Amexie Geers : Quand le récit médiatique fait le jeu du FN
Effacement des vrais enjeux
Consciemment ou non, cette élection tout en nous embrouillant la tête a soigneusement évité de nous parler des vrais enjeux.
Je propose à ce propos de relire aujourd’hui ce qu’écrivait Bernard Stiegler, dans Télérama, 57 jours avant le premier tour :
« Tous les citoyens français savent – plus ou moins confusément – que l’enjeu de la campagne présidentielle est la disparition du monde qui apparut au cours du XXe siècle. Face à cet état de fait stupéfiant que nul n’ignore, aussi difficile qu’il puisse être de le concevoir, la seule véritable question est la façon dont la France et l’Europe sauront contribuer à la formation d’un autre monde. (…)
Or, c’est l’évitement de cet enjeu, sinon sa dissimulation, qui pourrait se révéler être suicidaire – sinon pour le candidat à la présidence qui parviendrait à être élu (par le fait même d’avoir contourné cette question), du moins pour le président effectivement élu qui serait issu de ce scrutin, et sur la base d’un tel refoulement.
Car d’un point de vue strictement politique, le véritable enjeu du scrutin actuel, c’est celui du prochain scrutin : celui de 2017. La question la plus préoccupante n’est pas de savoir si la famille Le Pen sera une fois de plus présente au second tour : elle est de s’assurer qu’elle ne parviendra pas au pouvoir après cinq années de « gestion » de la crise sans qu’ait émergé la moindre perspective alternative. (…)

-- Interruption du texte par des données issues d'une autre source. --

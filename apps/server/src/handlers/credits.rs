//! # Credit Screen Handlers
//!
//! Accounts, statements, manual grants, payments, and the customer
//! directory. Balances are derived by mato-core's ledger from the full
//! history on every request; nothing here caches a balance.
//!
//! ## Listing Behavior
//! The default account list hides settled (zero-balance) accounts to
//! keep the screen focused on money outstanding. A search query widens
//! the view to every matching account, settled or not, so history can
//! always be found.

use axum::extract::{Path, Query, State};
use axum::Json;
use serde::Deserialize;

use mato_core::{
    build_accounts, build_statement, extract_phone, validation, CreditAccount, CreditPayment,
    Customer, Sale, Statement,
};

use crate::error::ApiResult;
use crate::state::AppState;

#[derive(Debug, Deserialize)]
pub struct SearchParams {
    #[serde(default)]
    pub q: String,
}

// =============================================================================
// Accounts
// =============================================================================

/// GET /api/credits?q=
pub async fn list_accounts(
    State(state): State<AppState>,
    Query(params): Query<SearchParams>,
) -> ApiResult<Json<Vec<CreditAccount>>> {
    let sales = state.db.sales().list_credit().await?;
    let payments = state.db.credits().list_all().await?;
    let customers = state.db.customers().list_all().await?;

    let accounts = build_accounts(&sales, &payments, &customers);

    let query = params.q.trim().to_lowercase();
    let accounts = if query.is_empty() {
        accounts.into_iter().filter(CreditAccount::has_balance).collect()
    } else {
        accounts
            .into_iter()
            .filter(|a| {
                a.phone.to_lowercase().contains(&query)
                    || a.name
                        .as_deref()
                        .is_some_and(|n| n.to_lowercase().contains(&query))
            })
            .collect()
    };

    Ok(Json(accounts))
}

/// GET /api/credits/:phone/statement
pub async fn get_statement(
    State(state): State<AppState>,
    Path(phone): Path<String>,
) -> ApiResult<Json<Statement>> {
    let sales = state.db.sales().list_credit().await?;
    let payments = state.db.credits().list_all().await?;
    let customers = state.db.customers().list_all().await?;

    Ok(Json(build_statement(&phone, &sales, &payments, &customers)))
}

// =============================================================================
// Postings
// =============================================================================

#[derive(Debug, Deserialize)]
pub struct ManualCreditRequest {
    /// Customer label as typed or picked ("612345" or "Amina (612345)").
    pub customer: String,
    /// Raw amount text.
    pub amount: String,
    pub note: Option<String>,
}

/// POST /api/credits/manual - grant credit outside a sale.
pub async fn add_manual_credit(
    State(state): State<AppState>,
    Json(req): Json<ManualCreditRequest>,
) -> ApiResult<Json<Sale>> {
    let phone = validation::validate_phone(&extract_phone(&req.customer))?;
    let amount = validation::validate_amount("amount", &req.amount)?;
    let note = match req.note.as_deref().map(str::trim) {
        Some(text) if !text.is_empty() => Some(validation::validate_log_text(text)?),
        _ => None,
    };

    state.db.customers().upsert(&phone, None).await?;
    let sale = state
        .db
        .sales()
        .insert_manual_credit(&phone, amount.cents(), note)
        .await?;
    Ok(Json(sale))
}

#[derive(Debug, Deserialize)]
pub struct PaymentRequest {
    /// Raw amount text.
    pub amount: String,
}

/// POST /api/credits/:phone/payments
pub async fn add_payment(
    State(state): State<AppState>,
    Path(phone): Path<String>,
    Json(req): Json<PaymentRequest>,
) -> ApiResult<Json<CreditPayment>> {
    let phone = validation::validate_phone(&phone)?;
    let amount = validation::validate_amount("amount", &req.amount)?;

    let payment = state
        .db
        .credits()
        .insert_payment(&phone, amount.cents())
        .await?;
    Ok(Json(payment))
}

// =============================================================================
// Customer Directory
// =============================================================================

/// GET /api/customers?q= - autocomplete over name or phone.
/// Below the two-character threshold the list is empty, not unfiltered.
pub async fn search_customers(
    State(state): State<AppState>,
    Query(params): Query<SearchParams>,
) -> ApiResult<Json<Vec<Customer>>> {
    if !validation::autocomplete_ready(&params.q) {
        return Ok(Json(Vec::new()));
    }
    let customers = state.db.customers().search(&params.q, 20).await?;
    Ok(Json(customers))
}

#[derive(Debug, Deserialize)]
pub struct CustomerNameRequest {
    pub name: String,
}

/// PUT /api/customers/:phone - set or correct the display name.
pub async fn rename_customer(
    State(state): State<AppState>,
    Path(phone): Path<String>,
    Json(req): Json<CustomerNameRequest>,
) -> ApiResult<Json<Customer>> {
    let phone = validation::validate_phone(&phone)?;
    let name = validation::validate_name(&req.name)?;

    let customer = state.db.customers().upsert(&phone, Some(&name)).await?;
    Ok(Json(customer))
}

// =============================================================================
// Unit Tests
// =============================================================================

#[cfg(test)]
mod tests {
    use super::*;
    use crate::error::ApiError;
    use mato_db::{Database, DbConfig};

    async fn test_state() -> AppState {
        let db = Database::new(DbConfig::in_memory()).await.unwrap();
        AppState::new(db, None)
    }

    #[tokio::test]
    async fn test_manual_credit_and_payment_flow() {
        let state = test_state().await;

        add_manual_credit(
            State(state.clone()),
            Json(ManualCreditRequest {
                customer: "Amina (612345)".to_string(),
                amount: "5.00".to_string(),
                note: Some("school fees".to_string()),
            }),
        )
        .await
        .unwrap();

        add_payment(
            State(state.clone()),
            Path("612345".to_string()),
            Json(PaymentRequest {
                amount: "2.00".to_string(),
            }),
        )
        .await
        .unwrap();

        let Json(accounts) = list_accounts(
            State(state.clone()),
            Query(SearchParams { q: String::new() }),
        )
        .await
        .unwrap();
        assert_eq!(accounts.len(), 1);
        assert_eq!(accounts[0].balance.cents(), 300);

        let Json(statement) = get_statement(State(state), Path("612345".to_string()))
            .await
            .unwrap();
        assert_eq!(statement.entries.len(), 2);
        assert_eq!(statement.balance.cents(), 300);
    }

    #[tokio::test]
    async fn test_settled_accounts_hidden_unless_searched() {
        let state = test_state().await;

        add_manual_credit(
            State(state.clone()),
            Json(ManualCreditRequest {
                customer: "612345".to_string(),
                amount: "5.00".to_string(),
                note: None,
            }),
        )
        .await
        .unwrap();
        add_payment(
            State(state.clone()),
            Path("612345".to_string()),
            Json(PaymentRequest {
                amount: "5.00".to_string(),
            }),
        )
        .await
        .unwrap();

        let Json(default_list) = list_accounts(
            State(state.clone()),
            Query(SearchParams { q: String::new() }),
        )
        .await
        .unwrap();
        assert!(default_list.is_empty());

        let Json(searched) = list_accounts(
            State(state),
            Query(SearchParams {
                q: "6123".to_string(),
            }),
        )
        .await
        .unwrap();
        assert_eq!(searched.len(), 1);
    }

    #[tokio::test]
    async fn test_invalid_amount_rejected() {
        let state = test_state().await;

        let err = add_manual_credit(
            State(state),
            Json(ManualCreditRequest {
                customer: "612345".to_string(),
                amount: "zero".to_string(),
                note: None,
            }),
        )
        .await
        .unwrap_err();
        assert!(matches!(err, ApiError::BadRequest(_)));
    }

    #[tokio::test]
    async fn test_customer_autocomplete_threshold() {
        let state = test_state().await;
        state
            .db
            .customers()
            .upsert("612345", Some("Amina"))
            .await
            .unwrap();

        let Json(short) = search_customers(
            State(state.clone()),
            Query(SearchParams {
                q: "a".to_string(),
            }),
        )
        .await
        .unwrap();
        assert!(short.is_empty());

        let Json(hits) = search_customers(
            State(state),
            Query(SearchParams {
                q: "am".to_string(),
            }),
        )
        .await
        .unwrap();
        assert_eq!(hits.len(), 1);
    }

    #[tokio::test]
    async fn test_rename_customer() {
        let state = test_state().await;
        state.db.customers().upsert("612345", None).await.unwrap();

        let Json(customer) = rename_customer(
            State(state),
            Path("612345".to_string()),
            Json(CustomerNameRequest {
                name: "Amina".to_string(),
            }),
        )
        .await
        .unwrap();
        assert_eq!(customer.name.as_deref(), Some("Amina"));
    }
}
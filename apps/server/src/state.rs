//! # Application State
//!
//! Shared state for all HTTP handlers: the database handle, the live
//! cart, and the optional Telegram notifier.
//!
//! ## Cart Thread Safety
//! The cart is wrapped in `Arc<Mutex<T>>` because:
//! 1. Multiple requests may access/modify the cart
//! 2. Only one request should modify the cart at a time
//! 3. axum handlers run concurrently
//!
//! The mutex is a `std::sync::Mutex` held only for the in-memory edit,
//! never across an await; the draft write happens on a snapshot after
//! the lock is released.
//!
//! ## Draft Persistence
//! ```text
//! ┌─────────────────────────────────────────────────────────────────────┐
//! │  request ──► lock cart ──► edit ──► snapshot ──► unlock              │
//! │                                        │                             │
//! │                                        ▼                             │
//! │                               drafts().save(snapshot)                │
//! │                                                                      │
//! │  startup ──► drafts().load() ──► cart restored                       │
//! │  checkout ──► draft cleared inside the checkout transaction          │
//! └─────────────────────────────────────────────────────────────────────┘
//! ```

use std::sync::{Arc, Mutex};

use tracing::{info, warn};

use mato_core::{Cart, CoreResult};
use mato_db::{Database, DbResult};

use crate::notify::TelegramNotifier;

/// Application state shared across handlers.
#[derive(Clone)]
pub struct AppState {
    pub db: Database,
    cart: Arc<Mutex<Cart>>,
    pub notifier: Option<TelegramNotifier>,
}

impl AppState {
    pub fn new(db: Database, notifier: Option<TelegramNotifier>) -> Self {
        AppState {
            db,
            cart: Arc::new(Mutex::new(Cart::new())),
            notifier,
        }
    }

    /// Restores the persisted cart draft, if any. A draft that fails to
    /// decode is discarded with a warning - an empty register beats a
    /// wedged one.
    pub async fn restore_draft(&self) -> DbResult<()> {
        match self.db.drafts().load().await {
            Ok(Some(draft)) => {
                info!(items = draft.item_count(), "Cart draft restored");
                *self.cart.lock().expect("cart mutex poisoned") = draft;
                Ok(())
            }
            Ok(None) => Ok(()),
            Err(err) => {
                warn!(error = %err, "Discarding unreadable cart draft");
                self.db.drafts().clear().await
            }
        }
    }

    /// Read-only access to the cart.
    pub fn with_cart<T>(&self, f: impl FnOnce(&Cart) -> T) -> T {
        let cart = self.cart.lock().expect("cart mutex poisoned");
        f(&cart)
    }

    /// Mutates the cart and persists the resulting draft.
    ///
    /// The edit happens under the lock; the database write uses a
    /// snapshot taken on the way out. If the mutation fails the draft
    /// is left untouched.
    pub async fn mutate_cart<T>(
        &self,
        f: impl FnOnce(&mut Cart) -> CoreResult<T>,
    ) -> Result<T, crate::error::ApiError> {
        let (result, snapshot) = {
            let mut cart = self.cart.lock().expect("cart mutex poisoned");
            let result = f(&mut cart)?;
            (result, cart.clone())
        };

        self.db.drafts().save(&snapshot).await?;
        Ok(result)
    }

    /// Empties the in-memory cart without touching the persisted draft
    /// (used after checkout, where the transaction already removed it).
    pub fn reset_cart(&self) {
        self.cart.lock().expect("cart mutex poisoned").clear();
    }
}

// =============================================================================
// Unit Tests
// =============================================================================
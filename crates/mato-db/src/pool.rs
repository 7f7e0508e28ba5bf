//! # Database Pool Management
//!
//! Connection pool creation and configuration for SQLite.
//!
//! ## Architecture
//! ```text
//! ┌─────────────────────────────────────────────────────────────────────────┐
//! │                      Database Connection Pool                           │
//! │                                                                         │
//! │  Server Startup                                                        │
//! │       │                                                                 │
//! │       ▼                                                                 │
//! │  DbConfig::new(path) ← Configure pool settings                         │
//! │       │                                                                 │
//! │       ▼                                                                 │
//! │  Database::new(config).await ← Create pool + run migrations            │
//! │       │                                                                 │
//! │       ▼                                                                 │
//! │  ┌─────────────────────────────────────────┐                           │
//! │  │            SqlitePool                    │                           │
//! │  │  ┌─────┐ ┌─────┐ ┌─────┐ ┌─────┐       │                           │
//! │  │  │Conn1│ │Conn2│ │Conn3│ │Conn4│ ...   │  (max_connections)        │
//! │  │  └─────┘ └─────┘ └─────┘ └─────┘       │                           │
//! │  └─────────────────────────────────────────┘                           │
//! │       │                                                                 │
//! │       │ Concurrent access from HTTP handlers                           │
//! │       ▼                                                                 │
//! │  GET /products   ──► uses Conn1                                        │
//! │  POST /checkout  ──► uses Conn2                                        │
//! │  GET /reports    ──► uses Conn3                                        │
//! │                                                                         │
//! └─────────────────────────────────────────────────────────────────────────┘
//! ```
//!
//! ## WAL Mode
//! SQLite WAL (Write-Ahead Logging) mode is enabled for:
//! - Better concurrent read performance
//! - Readers don't block writers
//! - Better crash recovery

use sqlx::sqlite::{SqliteConnectOptions, SqliteJournalMode, SqlitePoolOptions, SqliteSynchronous};
use sqlx::SqlitePool;
use std::path::PathBuf;
use std::str::FromStr;
use std::time::Duration;
use tracing::{debug, info};

use crate::error::{DbError, DbResult};
use crate::migrations;
use crate::repository::credit::CreditRepository;
use crate::repository::customer::CustomerRepository;
use crate::repository::draft::DraftRepository;
use crate::repository::logbook::LogbookRepository;
use crate::repository::product::ProductRepository;
use crate::repository::sale::SaleRepository;

// =============================================================================
// Configuration
// =============================================================================

/// Database configuration.
///
/// ## Example
/// ```rust,ignore
/// let config = DbConfig::new("/path/to/mato.db")
///     .max_connections(5)
///     .min_connections(1);
/// ```
#[derive(Debug, Clone)]
pub struct DbConfig {
    /// Path to the SQLite database file.
    pub database_path: PathBuf,

    /// Maximum number of connections in the pool.
    /// Default: 5 (sufficient for a single-shop server)
    pub max_connections: u32,

    /// Minimum number of connections to keep alive.
    /// Default: 1
    pub min_connections: u32,

    /// Connection timeout duration.
    /// Default: 30 seconds
    pub connect_timeout: Duration,

    /// Idle timeout before closing a connection.
    /// Default: 10 minutes
    pub idle_timeout: Duration,

    /// Whether to run migrations on connect.
    /// Default: true
    pub run_migrations: bool,
}

impl DbConfig {
    /// Creates a new database configuration with the given path.
    /// The file is created if it doesn't exist.
    pub fn new(path: impl Into<PathBuf>) -> Self {
        DbConfig {
            database_path: path.into(),
            max_connections: 5,
            min_connections: 1,
            connect_timeout: Duration::from_secs(30),
            idle_timeout: Duration::from_secs(600),
            run_migrations: true,
        }
    }

    /// Sets the maximum number of connections.
    pub fn max_connections(mut self, max: u32) -> Self {
        self.max_connections = max;
        self
    }

    /// Sets the minimum number of connections.
    pub fn min_connections(mut self, min: u32) -> Self {
        self.min_connections = min;
        self
    }

    /// Sets whether to run migrations on connect.
    pub fn run_migrations(mut self, run: bool) -> Self {
        self.run_migrations = run;
        self
    }

    /// Creates an in-memory database configuration (for testing).
    ///
    /// ## Usage
    /// ```rust,ignore
    /// let config = DbConfig::in_memory();
    /// let db = Database::new(config).await?;
    /// // Database is isolated, perfect for tests
    /// ```
    pub fn in_memory() -> Self {
        DbConfig {
            database_path: PathBuf::from(":memory:"),
            max_connections: 1, // In-memory requires single connection
            min_connections: 1,
            connect_timeout: Duration::from_secs(5),
            idle_timeout: Duration::from_secs(60),
            run_migrations: true,
        }
    }
}

// =============================================================================
// Database
// =============================================================================

/// Main database handle providing repository access.
///
/// One handle is created at startup and cloned into the server state;
/// repositories are cheap views over the shared pool.
///
/// ## Usage in HTTP Handlers
/// ```rust,ignore
/// async fn search_products(
///     State(state): State<AppState>,
///     Query(params): Query<SearchParams>,
/// ) -> Result<Json<Vec<Product>>, ApiError> {
///     let products = state.db.products().search(&params.q, 20).await?;
///     Ok(Json(products))
/// }
/// ```
#[derive(Debug, Clone)]
pub struct Database {
    /// The SQLite connection pool.
    pool: SqlitePool,
}

impl Database {
    /// Creates a new database connection pool.
    ///
    /// ## What This Does
    /// 1. Creates the database file if it doesn't exist
    /// 2. Configures SQLite for a small always-on server:
    ///    - WAL mode for concurrent reads
    ///    - NORMAL synchronous (balance of safety/speed)
    ///    - Foreign keys enabled
    /// 3. Creates the connection pool
    /// 4. Runs migrations (if enabled)
    pub async fn new(config: DbConfig) -> DbResult<Self> {
        info!(
            path = %config.database_path.display(),
            "Initializing database connection"
        );

        // sqlite://path creates file if not exists
        let connect_url = format!("sqlite://{}?mode=rwc", config.database_path.display());

        let connect_options = SqliteConnectOptions::from_str(&connect_url)
            .map_err(|e| DbError::ConnectionFailed(e.to_string()))?
            // WAL mode: readers don't block writers and vice versa
            .journal_mode(SqliteJournalMode::Wal)
            // NORMAL synchronous: safe from corruption, may lose the
            // last transaction on a power cut
            .synchronous(SqliteSynchronous::Normal)
            // SQLite ships with foreign keys off for backwards compat
            .foreign_keys(true)
            .create_if_missing(true);

        debug!("Connection options configured");

        let pool = SqlitePoolOptions::new()
            .max_connections(config.max_connections)
            .min_connections(config.min_connections)
            .acquire_timeout(config.connect_timeout)
            .idle_timeout(Some(config.idle_timeout))
            .connect_with(connect_options)
            .await
            .map_err(|e| DbError::ConnectionFailed(e.to_string()))?;

        info!(
            max_connections = config.max_connections,
            "Database pool created"
        );

        let db = Database { pool };

        if config.run_migrations {
            db.run_migrations().await?;
        }

        Ok(db)
    }

    /// Runs database migrations. Idempotent, called automatically by
    /// `new()` unless disabled in the config.
    pub async fn run_migrations(&self) -> DbResult<()> {
        info!("Running database migrations");
        migrations::run_migrations(&self.pool).await?;
        info!("Migrations complete");
        Ok(())
    }

    /// Returns a reference to the connection pool.
    ///
    /// For advanced queries not covered by repositories; prefer
    /// repository methods when available.
    pub fn pool(&self) -> &SqlitePool {
        &self.pool
    }

    /// Returns the product repository.
    ///
    /// ## Example
    /// ```rust,ignore
    /// let products = db.products().search("ban", 20).await?;
    /// ```
    pub fn products(&self) -> ProductRepository {
        ProductRepository::new(self.pool.clone())
    }

    /// Returns the sale repository.
    pub fn sales(&self) -> SaleRepository {
        SaleRepository::new(self.pool.clone())
    }

    /// Returns the credit payment repository.
    pub fn credits(&self) -> CreditRepository {
        CreditRepository::new(self.pool.clone())
    }

    /// Returns the customer directory repository.
    pub fn customers(&self) -> CustomerRepository {
        CustomerRepository::new(self.pool.clone())
    }

    /// Returns the logbook repository.
    pub fn logbook(&self) -> LogbookRepository {
        LogbookRepository::new(self.pool.clone())
    }

    /// Returns the cart draft repository.
    pub fn drafts(&self) -> DraftRepository {
        DraftRepository::new(self.pool.clone())
    }

    /// Closes the database connection pool. Call on shutdown; all
    /// repository operations fail afterwards.
    pub async fn close(&self) {
        info!("Closing database connection pool");
        self.pool.close().await;
    }

    /// Checks if the database is healthy (can execute queries).
    pub async fn health_check(&self) -> bool {
        sqlx::query("SELECT 1").execute(&self.pool).await.is_ok()
    }
}

// =============================================================================
// Unit Tests
// =============================================================================

#[cfg(test)]
mod tests {
    use super::*;

    #[tokio::test]
    async fn test_in_memory_database() {
        let config = DbConfig::in_memory();
        let db = Database::new(config).await.unwrap();

        assert!(db.health_check().await);
    }

    #[tokio::test]
    async fn test_config_builder() {
        let config = DbConfig::new("/tmp/test.db")
            .max_connections(10)
            .min_connections(2);

        assert_eq!(config.max_connections, 10);
        assert_eq!(config.min_connections, 2);
    }
}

Face à ce danger bien plus imminent que ne l’imaginent ceux qui disaient déjà, dans les années 80, que le Front national n’était qu’un épiphénomène, il n’y a qu’une voie possible : la lucidité, et la revendication de ce qu’elle seule procure – la franchise et la clarté, qui procurent elles-mêmes la confiance et le crédit, sans lesquels aucune action n’est durablement possible.(…)
C’est conscient de tout cela que nous devrons voter – ou non – au second tour en sachant l’ampleur de ce qu’il y aura à faire après pour que les cinq années qui viennent soient une transition vers un nouveau monde.